Помнится давным-давно, еще когда Путина называли «молодой президент», довелось мне немного поработать над информационным обслуживанием съезда общественного движения «Сибирский народный собор». По сути, это был ряд конференций на различные социально-политические темы — от терроризма до театра. И почти на каждой секции постоянно всплывала рефреном одна и та же мысль: вот мы тут говорим, умничаем, беспокоимся, а стране вообще пофиг на это. Например, захотели бородатые дяденьки провезти с Кавказа в Москву грузовик со взрывчаткой и оружием — и провезли, устроили теракт. И всем, кто мог и должен был им помешать, было пофиг, что и куда они везут.

И задавалось сакраментальное «почему?» и «как быть?»

Когда попросили высказаться «наших представителей прессы», я сообщил собравшимся следующие свои мысли. Реальная общественная активность в России имитируется. Российское общество похоже на труп из дурной американской комедии, где кто-то дергает за веревочки, привязанные к мертвому телу, и оно шевелится, как будто живое. Но рано или поздно кто-то понимает, что перед ним лишь труп. Как это поняли те боевики, что не сомневались в возможности привезти массовый теракт в любую точку страны. Российский общественный мертвец не помешает, не увидит, не скажет никому. И было ой как символично, что по российским городам на митинги протеста против теракта в Норд-Осте свозили народ автобусами по разнарядке с больших предприятий…

И главная мысль у меня была — что будут и другие люди. Молодые люди. Молодость в этом контексте очень важное качество. Которые захотят проверить и убедиться лично — так ли все мертво в стране, как кажется. Ну, важно же знать тому, кто только начинает жить — мертвецы кругом или их все-таки можно разбудить, можно до них достучаться? И проверять это будут, нажимая бесцеремонно на самые болезненные общественные точки.

Будут прижигать железом и смотреть — дергается ли, кричит ли? Кричит? Хорошо. Живой.

И чем больше проходит времени, тем больше я вижу таких проверок. Чаще всего тупых, варварских, на уровне выламывания стране пальцев и сажания на угли. Приморские партизаны, кавказские моджахеды, сознательно издевательские выставки «нового искусства», оргии в музеях и танцы в храмах — это все попытки больнее ткнуть и увидеть реакцию. Ну, должна же быть реакция, если так сильно тыкать, да если с гексогеном, да с автоматом, да со святыми именами из-под пресловутых балаклав. И иногда, очень редко, реакция бывает. Причем, корчить общество начинает совсем не от того, что казалось больным. Взрывают людей на Кавказе, в Казани, в Москве — не больно обществу. Публичные оргии — нет, не больно. Топором иконы рубить, охотиться с битами на нерусских людей, книги на площадях горой жечь — только, вроде, зудит слегка или просто кажется. Эти части народного тела уже поразил некроз. Чувствительность утрачена. Вонь идет.

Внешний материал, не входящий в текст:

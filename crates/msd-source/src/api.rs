//! Source-endpoint boundary.
//!
//! This module defines **only** the fetch contract and its error type. No
//! concrete transport, no normalization, no envelope logic belongs here.

use std::fmt;

use serde_json::Value;

// ---------------------------------------------------------------------------
// Error type
// ---------------------------------------------------------------------------

/// Errors a [`SourceApi`] implementation may return.
///
/// Callers of the loader never see these escalate: each failed fetch degrades
/// its one source to an empty collection (see `load_sources`).
#[derive(Debug)]
pub enum SourceFetchError {
    /// Network or transport failure.
    Transport(String),
    /// The endpoint answered with a non-success status.
    Status { code: u16, message: String },
    /// A response body could not be read as JSON.
    Decode(String),
}

impl fmt::Display for SourceFetchError {
    fn fmt(&self, f: &mut fmt::Formatter<'_>) -> fmt::Result {
        match self {
            SourceFetchError::Transport(msg) => write!(f, "transport error: {msg}"),
            SourceFetchError::Status { code, message } => {
                write!(f, "source endpoint error status={code}: {message}")
            }
            SourceFetchError::Decode(msg) => write!(f, "decode error: {msg}"),
        }
    }
}

impl std::error::Error for SourceFetchError {}

// ---------------------------------------------------------------------------
// Inventory scope
// ---------------------------------------------------------------------------

/// Scoping for the inventory listing: the supplier views fetch their own
/// records, the hospital order page fetches one supplier's, dashboards fetch
/// the low-stock slice.
#[derive(Debug, Clone, Default, PartialEq, Eq)]
pub struct InventoryScope {
    /// Restrict to one supplier's records.
    pub supplier: Option<String>,
    /// Restrict to records at or below the backend's low-stock threshold.
    pub low_stock: bool,
}

impl InventoryScope {
    /// The unscoped (global) inventory listing.
    pub fn all() -> Self {
        Self::default()
    }

    /// Records of a single supplier.
    pub fn for_supplier(id: impl Into<String>) -> Self {
        Self {
            supplier: Some(id.into()),
            low_stock: false,
        }
    }

    pub fn is_scoped(&self) -> bool {
        self.supplier.is_some() || self.low_stock
    }
}

// ---------------------------------------------------------------------------
// SourceApi trait
// ---------------------------------------------------------------------------

/// The three read endpoints the engine consumes.
///
/// Implementations return **raw** response bodies; envelope unwrapping and
/// tolerant decoding are the normalizer's job, applied uniformly downstream.
///
/// Must be object-safe (`&dyn SourceApi`) and `Send + Sync` so one client can
/// be shared across view tasks.
#[async_trait::async_trait]
pub trait SourceApi: Send + Sync {
    /// `GET` products listing.
    async fn fetch_products(&self) -> Result<Value, SourceFetchError>;

    /// `GET` inventory listing, optionally supplier- or low-stock-scoped.
    async fn fetch_inventory(&self, scope: &InventoryScope)
        -> Result<Value, SourceFetchError>;

    /// `GET` stock listing (legacy records).
    async fn fetch_stock(&self) -> Result<Value, SourceFetchError>;
}

// ---------------------------------------------------------------------------
// Tests
// ---------------------------------------------------------------------------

И тут вдруг, ткнули в то, что давно и по умолчанию объявлено мертвым. Во власть — светскую и церковную. И пробрало! Пробило так, что зубы скрипят у страны уж который месяц. Так что руки трясутся и кулаки чешутся. Так значит, вот еще что живо в России-то! Не общество, нет, но — власть!

Они потому и радостные такие в том аквариуме стояли — эти тупые девки из Pussy Riot. Получилось же!

И последователи у них такие же. Вот в июне в Иркутске два студента разрисовали свастиками синагогу и соборную мечеть. Спрашивают: зачем? Отвечают: хотели посмотреть на реакцию народа. Где реакция народа? Нет её! Пациент не подал признаков жизни. А следующие снова ткнут во власть — светскую ли, церковную, какая разница. И реакция снова будет.

Выводы из этого можно делать парадоксальные — неутешительно-оптимистические. Во-первых, раз обратная связь появилась, значит, подобные болевые действия в отношении власти будут продолжаться, учащаться и нарастать. Во-вторых, не все еще умерло в России. Да, получается некрасиво. Дети ткнули бабушку-страну веточкой в мертвый, как им казалось, глаз, а бабка двинула им клюкой по голове, обгадилась и хрипит что-то пьяно-матерное. Ужасно выглядит, но доктор был бы рад. Матерится, дерется, блюет — жива старуха-Русь! Глядишь, и оклемается.